ER: So, I loved this. This was SO MUCH BETTER than a brutal 20 minute empty arena "regular" wrestling match. That would have been abysmal. Over the last decade the only way to get something interesting out of Undertaker has been by having him take a beating against a larger than life figure. You had him getting dumped on his head by Goldberg last year in an extremely fun old man scrap, and several years ago we got the all time great Hell in a Cell match against Brock (which is our #3 match of 2015, and was #1 for a bit). Those matches saw Taker against two larger than life men and felt like genuine dream matches with high ceilings. A 55 year old Taker against Styles didn't feel like a match with a similar high ceiling for me, and since nobody was telling us what a Boneyard Match was I was left to my nightmare visions of the Sting/Vampiro Graveyard Match.

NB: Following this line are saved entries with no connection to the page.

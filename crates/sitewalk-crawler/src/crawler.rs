use std::fmt;
use std::sync::Arc;

use anyhow::{anyhow, Result};
use tokio::runtime::Handle;
use tokio::sync::watch;
use tokio::task::{JoinError, JoinHandle, JoinSet};
use tokio::time::timeout;

use crate::canonical::CanonicalUrl;
use crate::collector::Collector;
use crate::config::CrawlerConfig;
use crate::fetcher::PageFetcher;
use crate::intake::Intake;
use crate::pool::ResourcePool;
use crate::registry::PageRecord;
use crate::task::{run_fetch, FetchContext, FetchOutcome};

#[derive(Debug, Clone, Copy, Default, PartialEq, Eq)]
pub struct CrawlStats {
    pub dispatched: usize,
    pub succeeded: usize,
    pub failed: usize,
    /// Fetch tasks that died before returning an outcome
    pub lost: usize,
    /// Urls admitted to the frontier besides the seed
    pub discovered: usize,
    pub root_redirected: bool,
}

#[derive(Debug, Clone)]
pub struct CrawlReport {
    /// Every page whose fetch completed, shallowest first
    pub pages: Vec<PageRecord>,
    pub stats: CrawlStats,
}

#[derive(Debug, Clone, Copy, PartialEq, Eq)]
enum StopReason {
    PageBudget,
    Exhausted,
    Interrupted,
}

impl fmt::Display for StopReason {
    fn fmt(&self, f: &mut fmt::Formatter<'_>) -> fmt::Result {
        match self {
            Self::PageBudget => write!(f, "page budget reached"),
            Self::Exhausted => write!(f, "no pending url left"),
            Self::Interrupted => write!(f, "stop requested"),
        }
    }
}

/// A crawl running in the background.
#[derive(Debug)]
pub struct CrawlHandle {
    task: JoinHandle<CrawlReport>,
    stop: Arc<watch::Sender<bool>>,
}

impl CrawlHandle {
    /// Asks the crawl to stop dispatching. In-flight fetches are still awaited and merged.
    pub fn stop(&self) {
        self.stop.send_replace(true);
    }

    pub async fn join(self) -> Result<CrawlReport> {
        self.task
            .await
            .map_err(|e| anyhow!("Crawl controller died: {e}"))
    }

    pub async fn pages(self) -> Result<Vec<PageRecord>> {
        Ok(self.join().await?.pages)
    }
}

/// Starts crawling from `seed` on `runtime`, fetching with the handles of `pool`.
///
/// Fails only when `seed` can't be canonicalized.
pub fn start<F>(
    seed: &str,
    runtime: &Handle,
    pool: Arc<ResourcePool<F>>,
    config: CrawlerConfig,
) -> Result<CrawlHandle>
where
    F: PageFetcher,
{
    let collector = Collector::new(seed)?;
    let (stop_tx, stop_rx) = watch::channel(false);
    let stop_tx = Arc::new(stop_tx);

    let sigint = config.handle_sigint.then(|| {
        let stop_tx = stop_tx.clone();
        runtime.spawn(async move {
            if tokio::signal::ctrl_c().await.is_ok() {
                log::info!("Ctrl-C received, draining crawl");
                stop_tx.send_replace(true);
            }
        })
    });

    let intake = Intake::new();
    let context = FetchContext {
        pool,
        intake: intake.sender(),
        max_depth: config.max_depth,
        task_timeout: config.task_timeout(),
    };
    let controller = Controller {
        config,
        collector,
        intake,
        context,
        in_flight: JoinSet::new(),
        runtime: runtime.clone(),
        stop: stop_rx,
        _stop_tx: stop_tx.clone(),
        sigint,
        stats: CrawlStats::default(),
        level: 0,
    };

    Ok(CrawlHandle {
        task: runtime.spawn(controller.run()),
        stop: stop_tx,
    })
}

/// Crawls from `seed` on the current runtime and waits for the report.
pub async fn crawl_site<F>(
    seed: &str,
    pool: Arc<ResourcePool<F>>,
    config: CrawlerConfig,
) -> Result<CrawlReport>
where
    F: PageFetcher,
{
    start(seed, &Handle::current(), pool, config)?.join().await
}

struct Controller<F: PageFetcher> {
    config: CrawlerConfig,
    collector: Collector,
    intake: Intake,
    context: FetchContext<F>,
    in_flight: JoinSet<FetchOutcome>,
    runtime: Handle,
    stop: watch::Receiver<bool>,
    // Keeps `stop` from reporting a closed channel once the handle is dropped
    _stop_tx: Arc<watch::Sender<bool>>,
    sigint: Option<JoinHandle<()>>,
    stats: CrawlStats,
    level: usize,
}

impl<F: PageFetcher> Controller<F> {
    async fn run(mut self) -> CrawlReport {
        log::info!(
            "Crawling {} (max depth {}, max pages {}, {} fetchers)",
            self.collector.root(),
            self.config.max_depth,
            self.config.max_pages,
            self.context.pool.capacity()
        );

        let reason = self.crawl().await;
        log::info!(
            "Stopping crawl of {}: {reason}, draining {} in-flight fetches",
            self.collector.root(),
            self.in_flight.len()
        );
        self.drain().await;

        if let Some(sigint) = self.sigint.take() {
            sigint.abort();
        }

        let stats = self.stats;
        let pages = self.collector.into_registry().into_fetched();
        log::info!(
            "Crawl finished with {} pages: dispatched={}, succeeded={}, failed={}, lost={}, discovered={}",
            pages.len(),
            stats.dispatched,
            stats.succeeded,
            stats.failed,
            stats.lost,
            stats.discovered
        );
        CrawlReport { pages, stats }
    }

    async fn crawl(&mut self) -> StopReason {
        loop {
            self.merge_completed();
            self.merge_intake();

            if self.stop_requested() {
                return StopReason::Interrupted;
            }
            if self.stats.dispatched >= self.config.max_pages {
                return StopReason::PageBudget;
            }

            match self.collector.next_pending() {
                Some(url) => {
                    if url.depth > self.level {
                        self.barrier().await;
                        log::info!("Entering level {}", url.depth);
                        self.level = url.depth;
                        if self.stop_requested() {
                            return StopReason::Interrupted;
                        }
                    }
                    self.dispatch(url);
                }
                None if self.in_flight.is_empty() => return StopReason::Exhausted,
                None => self.await_progress().await,
            }
        }
    }

    fn dispatch(&mut self, url: CanonicalUrl) {
        log::debug!("Dispatching {} at depth {}", url.domain, url.depth);
        self.in_flight
            .spawn_on(run_fetch(self.context.clone(), url), &self.runtime);
        self.stats.dispatched += 1;
    }

    /// Joins every in-flight fetch so the next level starts from a settled registry.
    async fn barrier(&mut self) {
        log::debug!("Level {} barrier on {} fetches", self.level, self.in_flight.len());
        while let Some(joined) = self.in_flight.join_next().await {
            self.merge_joined(joined);
        }
    }

    /// Nothing is pending but fetches are running: wait for one of them, a stop
    /// request or the poll timeout.
    async fn await_progress(&mut self) {
        let poll = self.config.poll_timeout();
        let joined = tokio::select! {
            joined = timeout(poll, self.in_flight.join_next()) => joined.ok().flatten(),
            _ = self.stop.changed() => None,
        };
        match joined {
            Some(joined) => self.merge_joined(joined),
            None => log::trace!("No fetch completed within {poll:?}"),
        }
    }

    async fn drain(&mut self) {
        while let Some(joined) = self.in_flight.join_next().await {
            self.merge_joined(joined);
        }
    }

    fn merge_completed(&mut self) {
        while let Some(joined) = self.in_flight.try_join_next() {
            self.merge_joined(joined);
        }
    }

    fn merge_joined(&mut self, joined: Result<FetchOutcome, JoinError>) {
        match joined {
            Ok(outcome) => {
                if outcome.is_success() {
                    self.stats.succeeded += 1;
                } else {
                    self.stats.failed += 1;
                }
                if self.collector.merge_outcome(outcome).redirected_root {
                    self.stats.root_redirected = true;
                }
            }
            Err(e) => {
                log::error!("Fetch task died: {e}");
                self.stats.lost += 1;
                // Only the seed is ever in flight before the root is resolved
                if !self.collector.is_root_resolved() {
                    self.collector.settle_root();
                }
            }
        }
    }

    fn merge_intake(&mut self) {
        // Links found before the seed's outcome is merged would be filtered against a
        // site that a redirect may still change
        if !self.collector.is_root_resolved() || self.intake.is_empty() {
            return;
        }

        let merge = self.collector.merge_candidates(self.intake.drain());
        self.stats.discovered += merge.admitted;
        log::debug!(
            "Merged discovered urls: admitted={}, lowered={}, off_site={}, known={}",
            merge.admitted,
            merge.lowered,
            merge.off_site,
            merge.known
        );
    }

    fn stop_requested(&self) -> bool {
        *self.stop.borrow()
    }
}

But this felt better than the TNA Broken Hardys stuff, and it felt better than the similar stuff that Lucha Underground did. This was much more like a late VHS era straight to video release, like you went to the video store and found a 1999 Lance Henriksen supernatural biker action movie that you didn't know existed. Or like when you found out that there was a third Prophecy movie in 2000 and not only still had Christopher Walken but also Brad Dourif. The match could have benefitted from a character actor cameo (Mark Boone Junior feels like a guy who could have been affordable, just have him ride in with Taker and then toss him a pistol or something later). It used sound FX far better than Lucha Underground (which seemingly only had one SLAP effect and one bone crunching effect. It also looked like, even with the added FX, that Taker wasn't risking it and laying in big right hands to AJ. Taker kept relying on that right hand and I loved when eventually he was surrounded by druid goons, he just kept turning and punching guys with that hand. No blade attacks, no weapons, just a right hand. This had the cool outdoor bumps that other similarly filmed spectacles have had, and the actual brawling between Taker and AJ had more in common with the Regal/Finlay Parking Lot Brawl than with the awful Graveyard Match or even the Hardy Boys stuff. The twists were all fun, the spills into open graves looked good, and you KNEW there was going to be a tombstone with AJ Styles' name on it. AJ fell all over this graveyard and haunted barn, tossed onto old wood and crashing through fences. I thought all of those effects looked good, like the druids breaking through the barn (which had the proper horror lighting) or the two of them breaking through a fence. I mentioned Lance Henriksen earlier and some of these overhead shots looked like the land where Pumpkinhead was filmed, and it was lit the same way as the final showdown with Pumpkinhead. And yet this did not set unreasonable Pumpkinhead hopes, because everything they had done had been cool in its own way. Within their own canon I think this came off even better than something like the crazy street fight violence of the Hollywood Backlot Brawl, and instead of Piper breaking his hand on Goldust's face we got Taker cutting his arm on a window and AJ yelling about a broken finger. This whole thing was a ton of fun and again, SO MUCH BETTER than any "normal" match we could have had between them.


So I thought this show was great. The matches I absolutely did not care about (Rollins/Owens and Styles/Taker) WAY overdelivered, and you also had Gulak/Cesaro and Bryan/Zayn (added to our 2020 Ongoing MOTY List) that came off impressively violent and cool. This whole thing was more than enjoyable, it kept me entertained the whole way through, and these days it doesn't always take much to make me lose my concentration. I'll come back tomorrow to do the 2nd half, although it has some BIG damn shoes to fill.